Why this shortcut works: for $\alpha=2$, the Gamma survival function is the Erlang tail; integrating the general Gamma pdf twice gives the compact form used in PYQs.

[PYQ-Trap] Problem 4: If $Y=Z^2$ and $Z\sim N(0,1)$, find $P(Y<3.84)$.

Topic 5: Sampling Distribution and CLT

Basic notes: a sampling distribution is the distribution of a statistic over repeated samples. CLT says the sample mean is approximately normal for large n.
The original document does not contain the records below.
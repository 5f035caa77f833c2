//! The ledger core: every balance mutation goes through here.
//!
//! Each operation is one atomic unit over the account and history stores.
//! Preconditions are checked against the same exclusive borrow that
//! applies the mutation, and a history append failure rolls the balance
//! changes back before the error is returned — no caller or reader ever
//! observes a partial effect.

use coinledger_store::{AccountStore, HistoryStore};
use coinledger_types::{
    Account, AccountId, InventoryLine, LedgerConfig, LedgerError, PriceCatalog, Purchase,
    Result, TransferRecord, WalletInfo,
};

use crate::wallet;

/// Single-writer ledger over the account store, history store, and price
/// catalog. Wrap it in [`crate::SharedLedger`] to serve concurrent callers.
#[derive(Debug)]
pub struct Ledger {
    accounts: AccountStore,
    history: HistoryStore,
    catalog: PriceCatalog,
}

impl Ledger {
    /// Build a ledger from a validated configuration.
    ///
    /// # Errors
    /// Returns [`LedgerError::Configuration`] if the configuration is
    /// invalid (zero grant, zero-priced catalog entry).
    pub fn new(config: LedgerConfig) -> Result<Self> {
        config.validate()?;
        Ok(Self {
            accounts: AccountStore::new(config.initial_grant),
            history: HistoryStore::new(),
            catalog: config.catalog,
        })
    }

    /// Build a ledger with the default grant and stock catalog.
    ///
    /// # Panics
    /// Never panics: the default configuration is statically valid.
    #[must_use]
    pub fn with_defaults() -> Self {
        match Self::new(LedgerConfig::default()) {
            Ok(ledger) => ledger,
            Err(_) => unreachable!("default configuration is valid"),
        }
    }

    /// The price catalog this ledger sells from.
    #[must_use]
    pub fn catalog(&self) -> &PriceCatalog {
        &self.catalog
    }

    // =====================================================================
    // Account bootstrap
    // =====================================================================

    /// Fetch the account with this name, creating it with the initial
    /// grant on first reference. The auth layer calls this on login.
    ///
    /// # Errors
    /// Propagates store failures; a fresh name never fails.
    pub fn ensure_account(&mut self, name: &str) -> Result<Account> {
        match self.accounts.get_by_name(name) {
            Ok(account) => Ok(account.clone()),
            Err(LedgerError::NameNotFound { .. }) => self.accounts.create(name),
            Err(err) => Err(err),
        }
    }

    /// Create an account outright.
    ///
    /// # Errors
    /// Returns [`LedgerError::NameTaken`] if the name is in use.
    pub fn create_account(&mut self, name: &str) -> Result<Account> {
        self.accounts.create(name)
    }

    /// Look up an account by identity.
    ///
    /// # Errors
    /// Returns [`LedgerError::AccountNotFound`] if absent.
    pub fn account(&self, id: AccountId) -> Result<Account> {
        self.accounts.get(id).cloned()
    }

    /// Look up an account by display name.
    ///
    /// # Errors
    /// Returns [`LedgerError::NameNotFound`] if absent.
    pub fn account_by_name(&self, name: &str) -> Result<Account> {
        self.accounts.get_by_name(name).cloned()
    }

    // =====================================================================
    // Purchase
    // =====================================================================

    /// Buy `quantity` units of a catalog item, debiting the buyer and
    /// appending one purchase record in a single atomic unit.
    ///
    /// # Errors
    /// - [`LedgerError::InvalidQuantity`] if `quantity` is zero.
    /// - [`LedgerError::InvalidItem`] if the item is not in the catalog.
    /// - [`LedgerError::BalanceOverflow`] if the total cost overflows.
    /// - [`LedgerError::AccountNotFound`] if the buyer is absent.
    /// - [`LedgerError::InsufficientFunds`] if the balance cannot cover
    ///   the cost; nothing is written.
    /// - [`LedgerError::Storage`] if the record append fails; the debit
    ///   is rolled back.
    pub fn buy(&mut self, buyer: AccountId, item: &str, quantity: u64) -> Result<Purchase> {
        if quantity == 0 {
            return Err(LedgerError::InvalidQuantity { quantity });
        }
        let unit_price = self
            .catalog
            .price(item)
            .ok_or_else(|| LedgerError::InvalidItem {
                item: item.to_string(),
            })?;
        let total = unit_price
            .checked_mul(quantity)
            .ok_or(LedgerError::BalanceOverflow)?;

        if let Err(err) = self.accounts.debit(buyer, total) {
            tracing::warn!(account = %buyer, item, total, %err, "Purchase rejected");
            return Err(err);
        }

        match self.history.append_purchase(buyer, item, unit_price, quantity) {
            Ok(record) => {
                tracing::info!(
                    account = %buyer,
                    item,
                    unit_price,
                    quantity,
                    record = %record.id,
                    "Purchase committed"
                );
                Ok(record)
            }
            Err(err) => {
                // Undo the debit so the unit leaves no partial effect.
                self.accounts.credit(buyer, total)?;
                tracing::warn!(account = %buyer, item, %err, "Purchase aborted, debit rolled back");
                Err(err)
            }
        }
    }

    /// Buy a single unit of a catalog item — the shape the exposed API
    /// uses.
    ///
    /// # Errors
    /// Same as [`Self::buy`].
    pub fn buy_one(&mut self, buyer: AccountId, item: &str) -> Result<Purchase> {
        self.buy(buyer, item, coinledger_types::constants::SINGLE_PURCHASE_QUANTITY)
    }

    // =====================================================================
    // Transfer
    // =====================================================================

    /// Move `amount` coins from `from` to the account named `to_name`,
    /// appending one transfer record in the same atomic unit.
    ///
    /// # Errors
    /// - [`LedgerError::NonPositiveAmount`] if `amount` is zero. The
    ///   upstream API already rejects these; the core refuses them too.
    /// - [`LedgerError::RecipientNotFound`] if `to_name` does not resolve.
    /// - [`LedgerError::SelfTransfer`] if sender and recipient coincide.
    /// - [`LedgerError::AccountNotFound`] if the sender is absent.
    /// - [`LedgerError::InsufficientFunds`] if the sender balance is too
    ///   small; nothing is written.
    /// - [`LedgerError::Storage`] if the record append fails; both
    ///   balance mutations are rolled back.
    pub fn transfer(
        &mut self,
        from: AccountId,
        to_name: &str,
        amount: u64,
    ) -> Result<TransferRecord> {
        if amount == 0 {
            return Err(LedgerError::NonPositiveAmount { amount });
        }
        let to = match self.accounts.get_by_name(to_name) {
            Ok(account) => account.id,
            Err(LedgerError::NameNotFound { name }) => {
                return Err(LedgerError::RecipientNotFound { name });
            }
            Err(err) => return Err(err),
        };
        if to == from {
            return Err(LedgerError::SelfTransfer(from));
        }

        if let Err(err) = self.accounts.debit(from, amount) {
            tracing::warn!(from = %from, to = %to, amount, %err, "Transfer rejected");
            return Err(err);
        }
        if let Err(err) = self.accounts.credit(to, amount) {
            self.accounts.credit(from, amount)?;
            return Err(err);
        }

        match self.history.append_transfer(from, to, amount) {
            Ok(record) => {
                tracing::info!(
                    from = %from,
                    to = %to,
                    amount,
                    record = %record.id,
                    "Transfer committed"
                );
                Ok(record)
            }
            Err(err) => {
                // Undo both legs so the unit leaves no partial effect.
                self.accounts.debit(to, amount)?;
                self.accounts.credit(from, amount)?;
                tracing::warn!(from = %from, to = %to, %err, "Transfer aborted, balances rolled back");
                Err(err)
            }
        }
    }

    // =====================================================================
    // Read views
    // =====================================================================

    /// Current balance plus signed movement history, newest-first.
    ///
    /// # Errors
    /// Returns [`LedgerError::AccountNotFound`] if the account is absent.
    pub fn wallet_info(&self, id: AccountId) -> Result<WalletInfo> {
        wallet::wallet_info(&self.accounts, &self.history, id)
    }

    /// Aggregated inventory for an account, sorted by item name.
    ///
    /// # Errors
    /// Returns [`LedgerError::AccountNotFound`] if the account is absent.
    pub fn inventory(&self, id: AccountId) -> Result<Vec<InventoryLine>> {
        wallet::inventory(&self.accounts, &self.history, id)
    }

    // =====================================================================
    // Invariants
    // =====================================================================

    /// Verify the fixed-supply invariant:
    /// `Σ balances + Σ purchase spend == Σ initial grants`.
    ///
    /// Transfers move coins and purchases retire them; neither mints.
    /// If the books don't balance, something has gone catastrophically
    /// wrong and the caller should halt.
    ///
    /// # Errors
    /// Returns [`LedgerError::ConservationViolation`] when the sums
    /// disagree.
    pub fn verify_conservation(&self) -> Result<()> {
        let circulating = self.accounts.total_supply();
        let spent = self.history.total_spent();
        let granted = self.accounts.total_granted();
        let actual = circulating.checked_add(spent).ok_or(LedgerError::BalanceOverflow)?;
        if actual != granted {
            return Err(LedgerError::ConservationViolation {
                reason: format!(
                    "circulating {circulating} + spent {spent} != granted {granted}"
                ),
            });
        }
        Ok(())
    }

    #[cfg(any(test, feature = "test-helpers"))]
    pub fn history_mut(&mut self) -> &mut HistoryStore {
        &mut self.history
    }
}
Conditions / use: use CLT for large samples and for approximate probabilities on sample means or proportions.

Formula recap: $SE(\bar X)=\frac{\sigma}{\sqrt n}$, $SE(\hat p)=\sqrt{\frac{p(1-p)}{n}}$, $Z_{\bar X}=\frac{\bar X-\mu}{\sigma/\sqrt n}$.

Seen-Before Check: “sample mean,” “standard error,” “large sample,” or “sampling distribution” indicates this topic.

PYQ pattern: probability on a sample mean and unbiasedness of sample proportion.

[Core] Problem 1: Service time has $\mu=176,\sigma^2=256$ and $n=100$. Find $P(175<\bar X<178)$.

[Advanced] Problem 2: Population values are 1, 4, 8, 11. Show that sample proportion of odd numbers is unbiased for the population proportion.